◆ **PROBLEM STATEMENT**
Note how many lines of the data below hold the word "info", then give that number with no other text.

◆ **RECORD SET**
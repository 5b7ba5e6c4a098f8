// ==========================================
// 日志系统初始化
// ==========================================
// 使用 tracing 和 tracing-subscriber
// 支持环境变量配置日志级别与输出格式
// ==========================================

use crate::config::env_keys;
use tracing_subscriber::{fmt, EnvFilter};

/// 默认过滤器（RUST_LOG 未设置时）
const DEFAULT_FILTER: &str = "info";

/// 初始化日志系统
///
/// # 环境变量
/// - RUST_LOG: 日志级别过滤器（默认: info）
///   例如: RUST_LOG=debug 或 RUST_LOG=costing_engine::engine=trace
///
/// # 示例
/// ```no_run
/// use costing_engine::logging;
/// logging::init();
/// ```
pub fn init() {
    init_with_default(DEFAULT_FILTER);
}

/// 初始化日志系统，指定 RUST_LOG 未设置时的过滤器
pub fn init_with_default(default_filter: &str) {
    let filter = EnvFilter::try_from_default_env()
        .unwrap_or_else(|_| EnvFilter::new(default_filter));

    fmt()
        .with_env_filter(filter)
        .with_target(true)
        .with_thread_ids(false)
        .with_line_number(true)
        .init();
}

/// 日志输出格式
#[derive(Debug, Clone, Copy, PartialEq, Eq, Default)]
pub enum LogFormat {
    #[default]
    Text,
    /// 供日志采集
    Json,
}

impl LogFormat {
    /// 解析格式名，未知值按文本处理
    pub fn parse(value: Option<&str>) -> Self {
        match value.map(|v| v.trim().to_ascii_lowercase()).as_deref() {
            Some("json") => LogFormat::Json,
            _ => LogFormat::Text,
        }
    }

    /// 读取 COSTING_LOG_FORMAT
    pub fn from_env() -> Self {
        Self::parse(std::env::var(env_keys::LOG_FORMAT).ok().as_deref())
    }
}

/// 按格式初始化日志系统
pub fn init_with_format(format: LogFormat, default_filter: &str) {
    match format {
        LogFormat::Text => init_with_default(default_filter),
        LogFormat::Json => init_json(default_filter),
    }
}

/// JSON 格式日志
pub fn init_json(default_filter: &str) {
    let filter = EnvFilter::try_from_default_env()
        .unwrap_or_else(|_| EnvFilter::new(default_filter));

    fmt().json().with_env_filter(filter).with_current_span(true).init();
}

/// 初始化测试环境的日志系统
///
/// 使用更详细的日志级别，便于调试；重复调用无副作用
pub fn init_test() {
    let _ = fmt()
        .with_env_filter(EnvFilter::new("debug"))
        .with_test_writer()
        .try_init();
}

◆ **TASK SOLUTION**
2